How Usable Are Published Permeability Data?

Permeability is an important molecular property in drug discovery, as it co-determines pharmacokinetics whenever a drug crosses the phospholipid bilayer, e.g., into the cell, in the gastrointestinal tract or across the blood-brain barrier. Many methods for the determination of permeability have been developed, including cell line assays, cell-free model systems like PAMPA mimicking, e.g., gastrointestinal epithelia or the skin, as well as the Black lipid membrane (BLM) and sub-micrometre liposomes. Furthermore, many in silico approaches have been developed for permeability prediction.

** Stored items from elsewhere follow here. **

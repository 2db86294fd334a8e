/// Per-axis rates that input handlers can replace while a frame is running
use std::sync::atomic::Ordering;

use atomic_float::AtomicF32;

use crate::math::Vec3;

/// Three independent scalar rates, one per world axis.
///
/// Each axis is its own atomic, so a writer replaces one axis in a single
/// store and a reader never sees a half-written value. The axes are not
/// updated together; a reader may observe a new x alongside an old y.
#[derive(Debug, Default)]
pub struct AxisRates {
    x: AtomicF32,
    y: AtomicF32,
    z: AtomicF32,
}

impl AxisRates {
    pub fn new(x: f32, y: f32, z: f32) -> Self {
        Self {
            x: AtomicF32::new(x),
            y: AtomicF32::new(y),
            z: AtomicF32::new(z),
        }
    }

    pub fn set_x(&self, rate: f32) {
        self.x.store(rate, Ordering::Relaxed);
    }

    pub fn set_y(&self, rate: f32) {
        self.y.store(rate, Ordering::Relaxed);
    }

    pub fn set_z(&self, rate: f32) {
        self.z.store(rate, Ordering::Relaxed);
    }

    pub fn set(&self, rates: &Vec3) {
        self.set_x(rates.x);
        self.set_y(rates.y);
        self.set_z(rates.z);
    }

    pub fn clear(&self) {
        self.set(&Vec3::zeros());
    }

    /// Snapshot of all three rates
    pub fn load(&self) -> Vec3 {
        Vec3::new(
            self.x.load(Ordering::Relaxed),
            self.y.load(Ordering::Relaxed),
            self.z.load(Ordering::Relaxed),
        )
    }
}
/// Indexed triangle meshes and their simulation state
use std::collections::HashMap;
use std::sync::Arc;

use log::{debug, warn};

use crate::math::{identity_quaternion, normalise, renormalise, rotate_quaternion, Quat, Vec3};
use crate::motion::AxisRates;

/// An 8-bit per channel colour
#[derive(Debug, Clone, Copy, PartialEq, Eq, Hash)]
pub struct Rgb {
    pub r: u8,
    pub g: u8,
    pub b: u8,
}

impl Rgb {
    pub const WHITE: Rgb = Rgb::new(255, 255, 255);
    pub const BLACK: Rgb = Rgb::new(0, 0, 0);

    pub const fn new(r: u8, g: u8, b: u8) -> Self {
        Self { r, g, b }
    }

    /// Multiplies every channel by `factor`, saturating at 0 and 255
    pub fn scale(self, factor: f32) -> Self {
        let channel = |c: u8| (c as f32 * factor).clamp(0.0, 255.0) as u8;
        Self::new(channel(self.r), channel(self.g), channel(self.b))
    }

    /// Packs the colour into 16-bit RGB565
    pub fn to_rgb565(self) -> u16 {
        ((self.r as u16 & 0xF8) << 8) | ((self.g as u16 & 0xFC) << 3) | (self.b as u16 >> 3)
    }
}

/// A triangle referencing shared vertex, normal and colour entries
#[derive(Debug, Clone, Copy, PartialEq, Eq)]
pub struct Face {
    pub vertices: [usize; 3],
    pub normal: usize,
    pub colour: usize,
}

/// A triangle mesh with its position, orientation and motion.
///
/// Vertices, normals and colours are stored once and shared between faces by
/// index. Every index held by a [`Face`] is in bounds of its target array.
#[derive(Debug)]
pub struct Mesh {
    pub vertices: Vec<Vec3>,
    pub normals: Vec<Vec3>,
    pub colours: Vec<Rgb>,
    pub faces: Vec<Face>,

    pub position: Vec3,
    /// Must stay unit length
    pub orientation: Quat,
    /// Units per second along each world axis
    pub velocity: Arc<AxisRates>,
    /// Degrees per second around each world axis
    pub angular: Arc<AxisRates>,
}

impl Mesh {
    /// Builds a mesh from vertices and per-face `(indices, colour)` pairs.
    ///
    /// Face normals are derived from winding as
    /// `normalise(cross(v0 - v1, v1 - v2))`, which assumes faces wind
    /// anti-clockwise when seen from the front. Equal normals are stored once.
    /// Callers guarantee every index is in bounds.
    pub(crate) fn from_parts(
        vertices: Vec<Vec3>,
        face_indices: Vec<([usize; 3], usize)>,
        colours: Vec<Rgb>,
    ) -> Self {
        let mut normals: Vec<Vec3> = Vec::new();
        let mut normal_lookup: HashMap<[u32; 3], usize> = HashMap::new();
        let mut faces = Vec::with_capacity(face_indices.len());
        let mut degenerate = 0;

        for (vertex_indices, colour) in face_indices {
            let [a, b, c] = vertex_indices.map(|i| vertices[i]);
            let normal = normalise(&(a - b).cross(&(b - c)));
            if normal == Vec3::zeros() {
                degenerate += 1;
            }

            // -0.0 and 0.0 are the same direction
            let key = [normal.x, normal.y, normal.z].map(|c| (c + 0.0).to_bits());
            let normal_index = *normal_lookup.entry(key).or_insert_with(|| {
                normals.push(normal);
                normals.len() - 1
            });

            faces.push(Face {
                vertices: vertex_indices,
                normal: normal_index,
                colour,
            });
        }

        if degenerate > 0 {
            warn!("{} zero-area faces were given a zero normal", degenerate);
        }
        debug!(
            "built mesh: {} vertices, {} faces, {} distinct normals, {} colours",
            vertices.len(),
            faces.len(),
            normals.len(),
            colours.len()
        );

        Self {
            vertices,
            normals,
            colours,
            faces,
            position: Vec3::zeros(),
            orientation: identity_quaternion(),
            velocity: Arc::new(AxisRates::default()),
            angular: Arc::new(AxisRates::default()),
        }
    }

    /// Create a cube centred on the origin with a different colour per side
    pub fn cube(size: f32) -> Self {
        let h = size / 2.0;
        let vertices = vec![
            Vec3::new(-h, -h, -h),
            Vec3::new(h, -h, -h),
            Vec3::new(h, h, -h),
            Vec3::new(-h, h, -h),
            Vec3::new(-h, -h, h),
            Vec3::new(h, -h, h),
            Vec3::new(h, h, h),
            Vec3::new(-h, h, h),
        ];
        let colours = vec![
            Rgb::new(230, 60, 60),
            Rgb::new(60, 200, 90),
            Rgb::new(70, 110, 230),
            Rgb::new(240, 200, 60),
            Rgb::new(200, 80, 220),
            Rgb::new(70, 210, 220),
        ];
        let faces = vec![
            // Front
            ([4, 5, 6], 0),
            ([4, 6, 7], 0),
            // Back
            ([0, 3, 2], 1),
            ([0, 2, 1], 1),
            // Top
            ([3, 7, 6], 2),
            ([3, 6, 2], 2),
            // Bottom
            ([0, 1, 5], 3),
            ([0, 5, 4], 3),
            // Right
            ([1, 2, 6], 4),
            ([1, 6, 5], 4),
            // Left
            ([0, 4, 7], 5),
            ([0, 7, 3], 5),
        ];

        Self::from_parts(vertices, faces, colours)
    }

    /// Advances the simulation by `dt` seconds.
    ///
    /// The three angular rates form a single vector: its length is the turn
    /// rate in degrees per second and its direction is the axis.
    pub fn update(&mut self, dt: f32) {
        self.position += self.velocity.load() * dt;

        let angular = self.angular.load();
        let degrees = angular.norm();
        let axis = normalise(&angular);
        self.orientation = renormalise(&rotate_quaternion(&self.orientation, degrees * dt, &axis));
    }
}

Analysis of publicly available databases for permeability data (MolMeDB and ChEMBL) was performed, and interesting phenomena were found. Firstly, experimental data can only be measured between thresholds for the lowest and highest permeation rate obtainable within physical boundaries. These thresholds vary strongly between methods. Secondly, computed data do not obey these thresholds but, on the other hand, can produce incorrect results. Thirdly, even for the same method and molecule, there is a strong discrepancy between measured values. These differences are based not only on the statistics but also on the varying approaches and evaluation of the measured data. Thus, when working with in-house measured or published permeability data, we recommend to be cautious with their interpretation.